La visite surprise dans le nord de l’Irak, la semaine dernière, d’une délégation de l’Église de France emmenée par le cardinal Philippe Barbarin, l’archevêque de Lyon, a chaudement réconforté ces « Nazaréens » chassés de Mossoul, à qui les islamistes sunnites promettent la conversion forcée, la mort ou l’exil. Le courage de Mgr Barbarin, accompagné de Mgr Michel Dubost, l’évêque d’Evry, et de Mgr Pascal Gollnisch, le directeur de l’Oeuvre d’Orient, a été apprécié comme un immense réconfort par les quelque 500 000 fidèles du Christ encore présents sur cette terre biblique où l’on célèbre des messes depuis près de de mille neuf cents ans. Ce voyage de soutien est un geste spirituel d’une grande portée qui va, aujourd’hui, bien au-delà de l’Irak, partout où les chrétiens sont discriminés, menacés ou martyrisés dans l’exercice de leur foi. On pense au Liban, aux Territoires palestiniens, à l’Egypte, au Nigéria, mais aussi au Pakistan, à l’Inde, aux Philippines.
Mais ces croyants attendent surtout de l’Occident qu’il se mobilise réellement, de façon politique, pour les défendre sur place et pas pour les pousser à l’exil. Leur attente va bien au-delà de la fausse générosité dont font preuve le gouvernement français et beaucoup de dirigeants de l’opposition. Que proposent-ils en effet aux chrétiens menacés ? De fuir leur pays, d’émigrer vers des terres plus clémentes. C’est sans doute généreux, mais c’est de la courte vue. Cela évite sans doute de se poser des questions sur l’absence en France, en Europe, aux Etats-Unis, d’une vraie politique de protection des minorités chrétiennes au Moyen-Orient.
Il semble même que les dirigeants occidentaux ont plus d’idées et de détermination pour venir au secours de l’opposition syrienne noyautée par les islamistes que des communautés chrétiennes que ces mêmes islamistes menacent.
La France a renoncé depuis longtemps à cette politique qui fut longtemps l’honneur de notre pays. Ce ne sont pas des déclarations de circonstance liées à la pression médiatique qui peuvent faire illusion. A gauche, mais aussi à droite, on se contente trop souvent de mots sans aucune réflexion stratégique de long terme sur le rôle et la responsabilité de la France. « Quitter l’Irak n’est pas la solution », nous rappelle dans le Figaro du 2 août Mgr Louis Sako, le patriarche des chaldéens, président de l’assemblée des évêques d’Irak.

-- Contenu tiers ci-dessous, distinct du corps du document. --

//! Utility functions
//!
//! Provides logging setup.

pub mod logging;

pub use logging::{level_for_verbosity, setup_logging};
//! Authentication inputs
//!
//! Credentials used to log in on each control connection.

pub mod credentials;

pub use credentials::{Credentials, DEFAULT_PORT};
//! Reply payload parsers
//!
//! Extracts structured values (data addresses, sizes, timestamps, paths) from
//! the text of server replies.

use std::net::{Ipv4Addr, SocketAddrV4};
use std::sync::LazyLock;

use chrono::{DateTime, NaiveDate, Utc};
use regex::Regex;

use crate::error::{FtpClientError, Result};
use crate::protocol::Response;

static PASV_RE: LazyLock<Regex> = LazyLock::new(|| {
    Regex::new(
        r"\((\d{1,3}),\s*(\d{1,3}),\s*(\d{1,3}),\s*(\d{1,3}),\s*(\d{1,3}),\s*(\d{1,3})\)",
    )
    .expect("valid PASV regex")
});

static PASV_BARE_RE: LazyLock<Regex> = LazyLock::new(|| {
    Regex::new(
        r"\b(\d{1,3}),\s*(\d{1,3}),\s*(\d{1,3}),\s*(\d{1,3}),\s*(\d{1,3}),\s*(\d{1,3})\b",
    )
    .expect("valid bare PASV regex")
});

static EPSV_RE: LazyLock<Regex> =
    LazyLock::new(|| Regex::new(r"\(\|\|\|(\d{1,5})\|\)").expect("valid EPSV regex"));

static MDTM_RE: LazyLock<Regex> = LazyLock::new(|| {
    Regex::new(r"^(\d{4})(\d{2})(\d{2})(\d{2})(\d{2})(\d{2})(?:\.(\d{1,3}))?$")
        .expect("valid MDTM regex")
});

fn malformed(response: &Response) -> FtpClientError {
    FtpClientError::MalformedResponse(response.to_string())
}

/// Parses the `h1,h2,h3,h4,p1,p2` sextet of a 227 reply.
///
/// The first parenthesized sextet wins, as in
/// `227 Entering Passive Mode (10,0,0,1,4,1)`; servers that omit the
/// parentheses are accepted when the numbers stand alone. `port = p1 * 256 + p2`.
pub fn parse_pasv(response: &Response) -> Result<SocketAddrV4> {
    let text = response.message();
    let caps = PASV_RE
        .captures(text)
        .or_else(|| PASV_BARE_RE.captures(text))
        .ok_or_else(|| malformed(response))?;

    let mut values = [0u8; 6];
    for (i, value) in values.iter_mut().enumerate() {
        *value = caps[i + 1]
            .parse::<u8>()
            .map_err(|_| malformed(response))?;
    }

    let ip = Ipv4Addr::new(values[0], values[1], values[2], values[3]);
    let port = u16::from(values[4]) * 256 + u16::from(values[5]);
    Ok(SocketAddrV4::new(ip, port))
}

/// Parses the port of a 229 reply: `229 Entering Extended Passive Mode (|||6446|)`
pub fn parse_epsv(response: &Response) -> Result<u16> {
    let caps = EPSV_RE
        .captures(response.message())
        .ok_or_else(|| malformed(response))?;
    caps[1].parse::<u16>().map_err(|_| malformed(response))
}

/// Parses the byte count of a 213 reply to SIZE
pub fn parse_size(response: &Response) -> Result<u64> {
    response
        .message()
        .trim()
        .parse::<u64>()
        .map_err(|_| malformed(response))
}

/// Parses a `YYYYMMDDHHMMSS[.sss]` timestamp.
///
/// The protocol carries no time zone; the value is taken as UTC.
pub fn parse_mdtm_timestamp(text: &str) -> Option<DateTime<Utc>> {
    let caps = MDTM_RE.captures(text.trim())?;
    let field = |i: usize| caps[i].parse::<u32>().ok();

    let year = caps[1].parse::<i32>().ok()?;
    let millis = match caps.get(7) {
        Some(fraction) => {
            let digits = fraction.as_str();
            let value: u32 = digits.parse().ok()?;
            value * 10u32.pow(3 - digits.len() as u32)
        }
        None => 0,
    };

    let naive = NaiveDate::from_ymd_opt(year, field(2)?, field(3)?)?.and_hms_milli_opt(
        field(4)?,
        field(5)?,
        field(6)?,
        millis,
    )?;
    Some(naive.and_utc())
}

/// Parses the timestamp of a 213 reply to MDTM
pub fn parse_mdtm(response: &Response) -> Result<DateTime<Utc>> {
    parse_mdtm_timestamp(response.message()).ok_or_else(|| malformed(response))
}

/// Extracts the quoted directory name of a 257 reply.
///
/// Embedded quotes are doubled on the wire (`"a""b"` is `a"b`).
pub fn parse_quoted_path(response: &Response) -> Result<String> {
    let text = response.message();
    let Some(start) = text.find('"') else {
        return text
            .split_whitespace()
            .next()
            .map(str::to_string)
            .ok_or_else(|| malformed(response));
    };

    let mut path = String::new();
    let mut chars = text[start + 1..].chars().peekable();
    while let Some(c) = chars.next() {
        if c == '"' {
            if chars.peek() == Some(&'"') {
                chars.next();
                path.push('"');
            } else {
                return Ok(path);
            }
        } else {
            path.push(c);
        }
    }
    Err(malformed(response))
}
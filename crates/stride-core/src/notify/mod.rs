//! Motivational notifications: when to send, which message, and delivery.

pub mod messages;
pub mod planner;
pub mod policy;
pub mod sink;

pub use messages::{MessageFamily, MessageKind, MotivationalMessage, DEFAULT_MESSAGE};
pub use planner::{BehaviorSource, Notification, NotificationPlanner, Plan, TickOutcome};
pub use policy::{NoSendReason, NotificationPolicy, PlannedSend};
pub use sink::{LogSink, NotificationSink};
use chrono::Datelike;
use owo_colors::OwoColorize;
use stride_core::history::intensity;
use stride_core::models::HistoryEntry;

const BLOCK: &str = "■";

/// One coloured block per day, oldest first, with weekday initials below.
pub fn render_grid(entries: &[HistoryEntry]) -> String {
    let blocks: Vec<String> = entries
        .iter()
        .map(|entry| match intensity(entry) {
            0 => BLOCK.bright_black().to_string(),
            1 => BLOCK.red().to_string(),
            2 => BLOCK.yellow().to_string(),
            3 => BLOCK.green().to_string(),
            _ => BLOCK.bright_green().bold().to_string(),
        })
        .collect();
    let labels: Vec<String> = entries
        .iter()
        .map(|entry| entry.date.weekday().to_string()[..1].to_string())
        .collect();
    format!("{}\n{}", blocks.join(" "), labels.join(" "))
}
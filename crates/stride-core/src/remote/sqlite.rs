use super::{select, Document, DocumentStore, FieldFilter, OrderBy};
use crate::db::DbPool;
use crate::error::RemoteError;
use async_trait::async_trait;
use serde_json::Value;
use uuid::Uuid;

/// Document store persisted as JSON rows in SQLite.
///
/// Filtering and ordering happen in memory after loading a collection; the
/// collections a single client touches are small.
#[derive(Debug, Clone)]
pub struct SqliteDocumentStore {
    pool: DbPool,
}

impl SqliteDocumentStore {
    pub fn new(pool: DbPool) -> Self {
        Self { pool }
    }

    pub(crate) fn pool(&self) -> &DbPool {
        &self.pool
    }
}

#[async_trait]
impl DocumentStore for SqliteDocumentStore {
    async fn insert(&self, collection: &str, doc: Value) -> Result<String, RemoteError> {
        let id = Uuid::now_v7().to_string();
        let body = serde_json::to_string(&doc)?;
        sqlx::query("INSERT INTO documents (collection, id, body) VALUES ($1, $2, $3)")
            .bind(collection)
            .bind(&id)
            .bind(body)
            .execute(self.pool())
            .await?;
        Ok(id)
    }

    async fn update(&self, collection: &str, id: &str, patch: Value) -> Result<(), RemoteError> {
        let patch = serde_json::to_string(&patch)?;
        let result = sqlx::query(
            "UPDATE documents SET body = json_patch(body, $1) WHERE collection = $2 AND id = $3",
        )
        .bind(patch)
        .bind(collection)
        .bind(id)
        .execute(self.pool())
        .await?;

        if result.rows_affected() == 0 {
            return Err(RemoteError::InvalidResponse(format!(
                "no document {}/{}",
                collection, id
            )));
        }
        Ok(())
    }

    async fn delete(&self, collection: &str, id: &str) -> Result<(), RemoteError> {
        sqlx::query("DELETE FROM documents WHERE collection = $1 AND id = $2")
            .bind(collection)
            .bind(id)
            .execute(self.pool())
            .await?;
        Ok(())
    }

    async fn query(
        &self,
        collection: &str,
        filters: &[FieldFilter],
        order_by: Option<OrderBy>,
    ) -> Result<Vec<Document>, RemoteError> {
        let rows: Vec<(String, String)> =
            sqlx::query_as("SELECT id, body FROM documents WHERE collection = $1 ORDER BY seq")
                .bind(collection)
                .fetch_all(self.pool())
                .await?;

        let docs = rows
            .into_iter()
            .map(|(id, body)| -> Result<Document, RemoteError> {
                Ok(Document { id, data: serde_json::from_str(&body)? })
            })
            .collect::<Result<Vec<_>, _>>()?;
        Ok(select(docs, filters, order_by.as_ref()))
    }
}

#[cfg(test)]
mod tests {
    use super::*;
    use crate::db::establish_connection;
    use serde_json::json;

    async fn setup() -> (SqliteDocumentStore, tempfile::TempDir) {
        let dir = tempfile::tempdir().expect("Failed to create temp directory");
        let path = dir.path().join("remote.db");
        let pool = establish_connection(&path.to_string_lossy())
            .await
            .expect("Failed to open test database");
        (SqliteDocumentStore::new(pool), dir)
    }

    #[tokio::test]
    async fn documents_survive_a_round_trip() {
        let (store, _dir) = setup().await;
        let first = store
            .insert("tasks", json!({"title": "one", "userId": "u", "createdAt": "2026-01-01T00:00:00Z"}))
            .await
            .unwrap();
        store
            .insert("tasks", json!({"title": "two", "userId": "u", "createdAt": "2026-01-02T00:00:00Z"}))
            .await
            .unwrap();
        store.update("tasks", &first, json!({"status": "completed"})).await.unwrap();

        let docs = store
            .query("tasks", &[FieldFilter::eq("userId", "u")], Some(OrderBy::desc("createdAt")))
            .await
            .unwrap();
        assert_eq!(docs.len(), 2);
        assert_eq!(docs[0].data["title"], "two");
        assert_eq!(docs[1].data["status"], "completed");
        assert_eq!(docs[1].data["title"], "one");
    }

    #[tokio::test]
    async fn updating_a_missing_document_is_an_error() {
        let (store, _dir) = setup().await;
        let err = store.update("tasks", "nope", json!({"title": "x"})).await.unwrap_err();
        assert!(matches!(err, RemoteError::InvalidResponse(_)));
    }
}
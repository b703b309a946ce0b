use crate::models::HistoryEntry;
use chrono::{Duration, NaiveDate};
use std::collections::BTreeSet;

/// Days with at least one completion. Duplicate entries for a date collapse.
fn active_days(entries: &[HistoryEntry]) -> BTreeSet<NaiveDate> {
    entries
        .iter()
        .filter(|e| e.is_active())
        .map(|e| e.date)
        .collect()
}

/// Consecutive active days ending today, or ending yesterday when today has
/// no completion yet. An idle day before that breaks the streak.
pub fn current_streak(entries: &[HistoryEntry], today: NaiveDate) -> u32 {
    let active = active_days(entries);
    let yesterday = today - Duration::days(1);

    let mut cursor = if active.contains(&today) {
        today
    } else if active.contains(&yesterday) {
        yesterday
    } else {
        return 0;
    };

    let mut streak = 0;
    while active.contains(&cursor) {
        streak += 1;
        cursor = cursor - Duration::days(1);
    }
    streak
}

/// Longest run of consecutive active days anywhere in `entries`.
pub fn longest_streak(entries: &[HistoryEntry]) -> u32 {
    let mut longest = 0;
    let mut run = 0;
    let mut previous: Option<NaiveDate> = None;
    for day in active_days(entries) {
        run = match previous {
            Some(prev) if day - prev == Duration::days(1) => run + 1,
            _ => 1,
        };
        longest = longest.max(run);
        previous = Some(day);
    }
    longest
}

Diplomate, il évite de dire tout haut ce que tant de chrétiens pensent tout bas : la proposition de Laurent Fabius d’accueillir en France des familles chrétiennes menacées n’est que l’habillage des renoncements de la France à exercer ses responsabilités historiques à l’égard des chrétiens d’Orient.
De nombreux chrétiens d’Orient rejettent ce déracinement que leur suggère un Occident déchristianisé dans lequel ils n’ont pas vraiment envie de vivre. Le constat d’un évêque catholique rencontré au Kurdistan est brutal : « L’Occident désarme et ne sait plus défendre ses valeurs et ses amis dans le monde. » Pour ces chrétiens présents sur ces terres avant l’arrivée de l’islam, entre les 8e et 12e siècles, l’exil représente la négation de leur longue résistance spirituelle et politique face aux musulmans. Il signifierait à terme la dissolution de leur identité.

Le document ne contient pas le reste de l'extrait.